Выбравшись через вентиляционный люк, после полной ночи мрачного блуждания по трубам, мучительной истерики без единого зрителя, поистине героического, гладиаторского сражения с гигантскими крысами, из которого он, к несчастью, вышел победителем, — Стаканский долго мылся в общественном туалете на Николаевском вокзале, сдирая пятна дегтя с локтей и колен. Он приехал в институт часом раньше и ждал Анжелу на лавочке за мусорными ящиками, несколько раз его бросало в какой-то зыбкий, патологический сон, где ненавязчиво менялись времена года, падал снег, падал тополиный пух, наступала незаконная ночь, наконец — сумочкой рисуя в воздухе любопытную радугу — из-за угла выбежала Анжела, остановилась, подняла ножку и через плечо глянула на свой каблук. Стаканский двинулся к ней, улыбаясь. Вместо приветствия девушка молча протянула ему туфельку: почини.
Стаканский извинился, что не зашел вчера, как было указано, стал витиевато объяснять, что ошибся комнатой, долго блуждал, вероятно, перепутал номер… Анжела странно смотрела на него исподлобья, он вдруг подумал, что перед ним другая девушка, всего лишь похожая на ту.
— Анжела, — сказал он.
— Я самая. Уже семнадцать лет с хвостиком. А ты-то кто?
— Ну как же? Вчера…
— Вчера не сегодня. Ах-да, припоминаю! — она весело хлопнула его по плечу. — Забавный тип. Какую-то фигню порол про водокачку… Спасибо, — она бережно приняла подлеченную туфельку.
— Давай встретимся сегодня вечером, — как можно беспечнее проговорил Стаканский, — пойдем куда-нибудь…
— Нет. Сегодня я занята.
— А завтра…
— И завтра. Если девушка говорит, что она занята, значит, она ваще не хочет, понятно?
— Может, ты позвонишь мне, если вдруг, когда-нибудь…
— Нет. Я ненавижу говорить по телефону.
— Все-таки возьми, — Стаканский подал ей визитную карточку отца, где «Борис Николаевич» было художественно переправлено на «Андрей Борисович», Анжела машинально засунула бумажку за лифчик, щелкнула Стаканского по носу и быстро побежала наверх.
Стаканский остался стоять на ступеньках, кто-то шлепнул его по спине, он поднял голову: это был Гиви… В своем новом сером костюме, сером галстуке, с кожаным портфелем, крошечным в его руках, он приглашал Стаканского идти на занятия, деловито постукивая пальцем по циферблату часов… Стаканский замотал головой, пошел прочь, дома лег, не раздеваясь, и сразу уснул, очнулся, вспомнил все и тихо завыл.

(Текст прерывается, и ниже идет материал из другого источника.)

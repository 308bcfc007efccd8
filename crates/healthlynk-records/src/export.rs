//! Consultation transcript export to PDF
//!
//! The transcript is laid out as a Sender / Message / Time table. Rows are
//! word-wrapped and moved to the next page when they do not fit; a row taller
//! than a whole page is continued across pages. Each page gets a
//! "Page N of M" footer. A leading default greeting is left out.

use chrono::{DateTime, Local, NaiveDate, Utc};
use healthlynk_core::{Message, Role};
use printpdf::{BuiltinFont, IndirectFontRef, Mm, PdfDocument, PdfLayerReference};
use std::io::BufWriter;
use std::path::Path;
use tracing::{debug, error};

const TITLE: &str = "HealthLynk Consultation Summary";

const PAGE_WIDTH: f32 = 210.0;
const PAGE_HEIGHT: f32 = 297.0;
const MARGIN_LEFT: f32 = 20.0;
const SENDER_X: f32 = 20.0;
const MESSAGE_X: f32 = 60.0;
const TIME_X: f32 = 172.0;
const TABLE_TOP_FIRST: f32 = 252.0;
const TABLE_TOP: f32 = 277.0;
const TABLE_BOTTOM: f32 = 22.0;
const LINE_HEIGHT: f32 = 4.5;
const ROW_GAP: f32 = 3.0;
const MESSAGE_WRAP_CHARS: usize = 60;

#[derive(Debug, thiserror::Error)]
pub enum ExportError {
    #[error("PDF rendering failed: {0}")]
    Render(String),

    #[error("failed to write export: {0}")]
    Io(#[from] std::io::Error),
}

/// One table row, pre-wrapped
#[derive(Debug, Clone, PartialEq)]
struct Row {
    sender: &'static str,
    lines: Vec<String>,
    time: String,
}

impl Row {
    fn height(&self) -> f32 {
        self.lines.len() as f32 * LINE_HEIGHT + ROW_GAP
    }
}

/// `HealthLynk_Consultation_2026-10-17.pdf`
pub fn default_export_name(date: NaiveDate) -> String {
    format!("HealthLynk_Consultation_{}.pdf", date.format("%Y-%m-%d"))
}

/// Render `messages` and write the PDF to `path`
pub fn export_pdf(messages: &[Message], patient_name: &str, path: &Path) -> Result<(), ExportError> {
    let bytes = render_pdf(messages, patient_name, Local::now().date_naive()).inspect_err(|e| {
        error!(error = %e, "transcript render failed");
    })?;
    if let Some(parent) = path.parent().filter(|p| !p.as_os_str().is_empty()) {
        std::fs::create_dir_all(parent)?;
    }
    std::fs::write(path, bytes)?;
    debug!(path = %path.display(), messages = messages.len(), "transcript exported");
    Ok(())
}

/// Render the transcript to PDF bytes
pub fn render_pdf(
    messages: &[Message],
    patient_name: &str,
    date: NaiveDate,
) -> Result<Vec<u8>, ExportError> {
    let rows = build_rows(messages);
    let pages = paginate(&rows);
    let page_count = pages.len();

    let (doc, page1, layer1) =
        PdfDocument::new(TITLE, Mm(PAGE_WIDTH), Mm(PAGE_HEIGHT), "Layer 1");
    let font = doc
        .add_builtin_font(BuiltinFont::Helvetica)
        .map_err(|e| ExportError::Render(format!("font error: {e}")))?;
    let bold = doc
        .add_builtin_font(BuiltinFont::HelveticaBold)
        .map_err(|e| ExportError::Render(format!("font error: {e}")))?;

    let mut first_layer = Some(doc.get_page(page1).get_layer(layer1));

    for (index, page_rows) in pages.iter().enumerate() {
        let layer = match first_layer.take() {
            Some(layer) => layer,
            None => {
                let (page, layer) = doc.add_page(
                    Mm(PAGE_WIDTH),
                    Mm(PAGE_HEIGHT),
                    format!("Layer {}", index + 1),
                );
                doc.get_page(page).get_layer(layer)
            }
        };

        if index == 0 {
            layer.use_text(TITLE, 18.0, Mm(MARGIN_LEFT + 35.0), Mm(277.0), &bold);
            layer.use_text(
                format!("Patient: {patient_name}"),
                12.0,
                Mm(MARGIN_LEFT),
                Mm(267.0),
                &font,
            );
            layer.use_text(
                format!("Date: {}", date.format("%Y-%m-%d")),
                12.0,
                Mm(MARGIN_LEFT),
                Mm(259.0),
                &font,
            );
        }

        draw_header(&layer, &bold, header_y(index));
        let mut y = first_row_y(index);

        for row in page_rows {
            draw_row(&layer, &font, row, y);
            y -= row.height();
        }

        layer.use_text(
            format!(
                "Page {} of {} - HealthLynk {}",
                index + 1,
                page_count,
                date.format("%Y")
            ),
            10.0,
            Mm(PAGE_WIDTH / 2.0 - 30.0),
            Mm(10.0),
            &font,
        );
    }

    let mut buf = BufWriter::new(Vec::new());
    doc.save(&mut buf)
        .map_err(|e| ExportError::Render(format!("save error: {e}")))?;
    buf.into_inner()
        .map_err(|e| ExportError::Render(format!("buffer error: {e}")))
}

fn draw_header(layer: &PdfLayerReference, bold: &IndirectFontRef, y: f32) {
    layer.use_text("Sender", 11.0, Mm(SENDER_X), Mm(y), bold);
    layer.use_text("Message", 11.0, Mm(MESSAGE_X), Mm(y), bold);
    layer.use_text("Time", 11.0, Mm(TIME_X), Mm(y), bold);
}

fn draw_row(layer: &PdfLayerReference, font: &IndirectFontRef, row: &Row, top: f32) {
    layer.use_text(row.sender, 9.0, Mm(SENDER_X), Mm(top), font);
    layer.use_text(row.time.clone(), 9.0, Mm(TIME_X), Mm(top), font);
    let mut y = top;
    for line in &row.lines {
        layer.use_text(line.clone(), 9.0, Mm(MESSAGE_X), Mm(y), font);
        y -= LINE_HEIGHT;
    }
}

fn build_rows(messages: &[Message]) -> Vec<Row> {
    let skip = usize::from(messages.first().is_some_and(Message::is_default_greeting));

    messages
        .iter()
        .skip(skip)
        .map(|m| Row {
            sender: match m.role {
                Role::User => "You",
                Role::Assistant => "Healthcare Assistant",
            },
            lines: wrap_text(&m.content, MESSAGE_WRAP_CHARS),
            time: format_time(m.timestamp),
        })
        .collect()
}

fn format_time(timestamp: DateTime<Utc>) -> String {
    timestamp.with_timezone(&Local).format("%H:%M").to_string()
}

fn header_y(page_index: usize) -> f32 {
    if page_index == 0 {
        TABLE_TOP_FIRST
    } else {
        TABLE_TOP
    }
}

fn first_row_y(page_index: usize) -> f32 {
    header_y(page_index) - (LINE_HEIGHT + ROW_GAP)
}

/// Lines a row starting at `y` can hold above the bottom margin
fn lines_that_fit(y: f32) -> usize {
    ((y - ROW_GAP - TABLE_BOTTOM) / LINE_HEIGHT).floor().max(0.0) as usize
}

/// Split rows into pages. Always returns at least one (possibly empty) page.
///
/// A row that does not fit is moved to a fresh page. A row that would not
/// fit even there is split, the remainder continuing on the following pages.
fn paginate(rows: &[Row]) -> Vec<Vec<Row>> {
    let mut pages: Vec<Vec<Row>> = vec![Vec::new()];
    let mut y = first_row_y(0);
    let fresh_page_lines = lines_that_fit(first_row_y(1));

    for row in rows {
        let mut rest: &[String] = &row.lines;
        loop {
            let page_is_empty = pages.last().is_some_and(Vec::is_empty);
            let room = lines_that_fit(y);
            let take = if page_is_empty { room.max(1) } else { room };

            if take >= rest.len() {
                let part = Row {
                    lines: rest.to_vec(),
                    ..row.clone()
                };
                y -= part.height();
                if let Some(page) = pages.last_mut() {
                    page.push(part);
                }
                break;
            }

            if page_is_empty || rest.len() > fresh_page_lines {
                let (head, tail) = rest.split_at(take);
                if !head.is_empty() {
                    if let Some(page) = pages.last_mut() {
                        page.push(Row {
                            lines: head.to_vec(),
                            ..row.clone()
                        });
                    }
                }
                rest = tail;
            }

            pages.push(Vec::new());
            y = first_row_y(pages.len() - 1);
        }
    }
    pages
}

/// Greedy word wrap; words longer than `max_chars` are broken up
fn wrap_text(text: &str, max_chars: usize) -> Vec<String> {
    let max_chars = max_chars.max(1);
    let mut lines = Vec::new();
    let mut current = String::new();

    for word in text.split_whitespace() {
        if word.chars().count() > max_chars {
            if !current.is_empty() {
                lines.push(std::mem::take(&mut current));
            }
            let chars: Vec<char> = word.chars().collect();
            let mut chunks = chars.chunks(max_chars).map(|c| c.iter().collect::<String>());
            let mut last = chunks.next().unwrap_or_default();
            for chunk in chunks {
                lines.push(std::mem::replace(&mut last, chunk));
            }
            current = last;
            continue;
        }
        if current.chars().count() + word.chars().count() + 1 > max_chars && !current.is_empty() {
            lines.push(std::mem::take(&mut current));
        }
        if !current.is_empty() {
            current.push(' ');
        }
        current.push_str(word);
    }
    if !current.is_empty() {
        lines.push(current);
    }
    if lines.is_empty() {
        lines.push(String::new());
    }
    lines
}

#[cfg(test)]
mod tests {
    use super::*;
    use healthlynk_core::DEFAULT_GREETING;

    fn conversation(turns: usize) -> Vec<Message> {
        let mut messages = vec![Message::assistant("0", DEFAULT_GREETING)];
        for i in 0..turns {
            messages.push(Message::user(format!("u{i}"), "I have a headache"));
            messages.push(Message::assistant(
                format!("a{i}"),
                "Try resting in a dark room and drinking water. ".repeat(4),
            ));
        }
        messages
    }

    #[test]
    fn test_default_greeting_skipped() {
        let rows = build_rows(&conversation(1));
        assert_eq!(rows.len(), 2);
        assert_eq!(rows[0].sender, "You");
        assert_eq!(rows[1].sender, "Healthcare Assistant");
    }

    #[test]
    fn test_custom_greeting_kept() {
        let messages = vec![Message::assistant("0", "Welcome back!")];
        assert_eq!(build_rows(&messages).len(), 1);
    }

    #[test]
    fn test_wrap_text() {
        let lines = wrap_text("one two three four five", 9);
        assert_eq!(lines, vec!["one two", "three", "four five"]);
        assert_eq!(wrap_text("", 10), vec![String::new()]);
    }

    #[test]
    fn test_paginate_long_conversation() {
        let rows = build_rows(&conversation(40));
        let pages = paginate(&rows);
        assert!(pages.len() > 1);
        let total: usize = pages.iter().map(Vec::len).sum();
        assert_eq!(total, rows.len());
        assert!(pages.iter().all(|p| !p.is_empty()));
    }

    #[test]
    fn test_wrap_breaks_long_words() {
        let url = format!("https://example.com/{}", "a".repeat(130));
        assert_eq!(url.chars().count(), 150);

        let lines = wrap_text(&format!("see {url} now"), MESSAGE_WRAP_CHARS);
        assert!(lines.iter().all(|l| l.chars().count() <= MESSAGE_WRAP_CHARS));
        assert_eq!(lines.first().map(String::as_str), Some("see"));
        assert_eq!(lines.concat().replace(' ', ""), format!("see{url}now"));
        assert_eq!(lines.len(), 4);
    }

    #[test]
    fn test_paginate_splits_row_taller_than_page() {
        let messages = vec![Message::user("1", "word ".repeat(3000))];
        let rows = build_rows(&messages);
        assert_eq!(rows.len(), 1);
        let line_count = rows[0].lines.len();
        assert!(line_count > lines_that_fit(first_row_y(1)));

        let pages = paginate(&rows);
        assert!(pages.len() > 1);
        assert!(pages.iter().all(|p| !p.is_empty()));

        let mut drawn = 0;
        for (index, page) in pages.iter().enumerate() {
            let mut y = first_row_y(index);
            for row in page {
                for i in 0..row.lines.len() {
                    assert!(y - i as f32 * LINE_HEIGHT >= TABLE_BOTTOM);
                }
                drawn += row.lines.len();
                y -= row.height();
            }
        }
        assert_eq!(drawn, line_count);
    }

    #[test]
    fn test_paginate_moves_row_that_fits_next_page() {
        let short = Row {
            sender: "You",
            lines: vec!["hi".to_string(); 40],
            time: "10:00".to_string(),
        };
        let pages = paginate(&[short.clone(), short.clone()]);
        assert_eq!(pages.len(), 2);
        assert_eq!(pages[0], vec![short.clone()]);
        assert_eq!(pages[1], vec![short]);
    }

    #[test]
    fn test_paginate_empty_has_one_page() {
        assert_eq!(paginate(&[]).len(), 1);
    }

    #[test]
    fn test_render_produces_pdf() {
        let date = NaiveDate::from_ymd_opt(2026, 10, 17).unwrap();
        let bytes = render_pdf(&conversation(3), "Patient", date).unwrap();
        assert!(bytes.starts_with(b"%PDF"));
    }

    #[test]
    fn test_export_writes_file() {
        let temp = tempfile::TempDir::new().unwrap();
        let path = temp.path().join("out").join("consultation.pdf");
        export_pdf(&conversation(2), "Patient", &path).unwrap();
        assert!(path.exists());
    }

    #[test]
    fn test_export_to_directory_fails() {
        let temp = tempfile::TempDir::new().unwrap();
        let err = export_pdf(&conversation(1), "Patient", temp.path()).unwrap_err();
        assert!(matches!(err, ExportError::Io(_)));
    }

    #[test]
    fn test_default_export_name() {
        let date = NaiveDate::from_ymd_opt(2026, 10, 17).unwrap();
        assert_eq!(
            default_export_name(date),
            "HealthLynk_Consultation_2026-10-17.pdf"
        );
    }
}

Был ранний вечер, в комнате стоял, затхлый солнечный свет. Стаканскому показалось, что она знает, как он провел эту ночь, на него напал знакомый с детства страх, будто бы все вокруг видят его мысли, его сокровенные желания, видят его насквозь, как Родиона Романыча, а он движется в этом коварном мире зеркал, не понимая, что с него уже содрали кожу.
Зазвонил телефон, Стаканский с тоской отметил внезапную дрожь, подумал, что теперь — на долгие недели — обречен уныло ждать ее звонка, жить в постоянной готовности… Отец, возившийся в прихожей на отход, взял трубку.
— Тебя. Прелестный детский голосок.
— Но-но, без комментариев! — подумал Стаканский, и тут как бы все вокруг осыпалось, завалив его по колено обломками: в трубке была Анжела.
— Да вот, решила позвонить, кхе! — сказала она.
— Я в этом не сомневался, Анжела, — высокомерно заявил он, что вышло весьма гнусаво.
— Красивое имечко, — пробормотал отец, уходя.
— Ладно, не задавайся! — ее и вправду детский голосок в трубке, — Меня немного зацепило, вот и все.
— Я ужасно рад, Анжела, — он повторял ее имя, как обычно повторяют — «да, сэр».
— А кто это брал трубку, отец?
— Пахан. Он видишь ли, писатель…
— А мать у тебя есть?
— Нет. Я ее и не помню.
— Так. А у меня наоборот: не было отца.
— Значит, мы чем-то похожи.
— Значит. И ваще — почему ты не пригласишь меня в гости?
— Приезжай хоть сейчас.
— Ну, говори адрес, а то передумаю.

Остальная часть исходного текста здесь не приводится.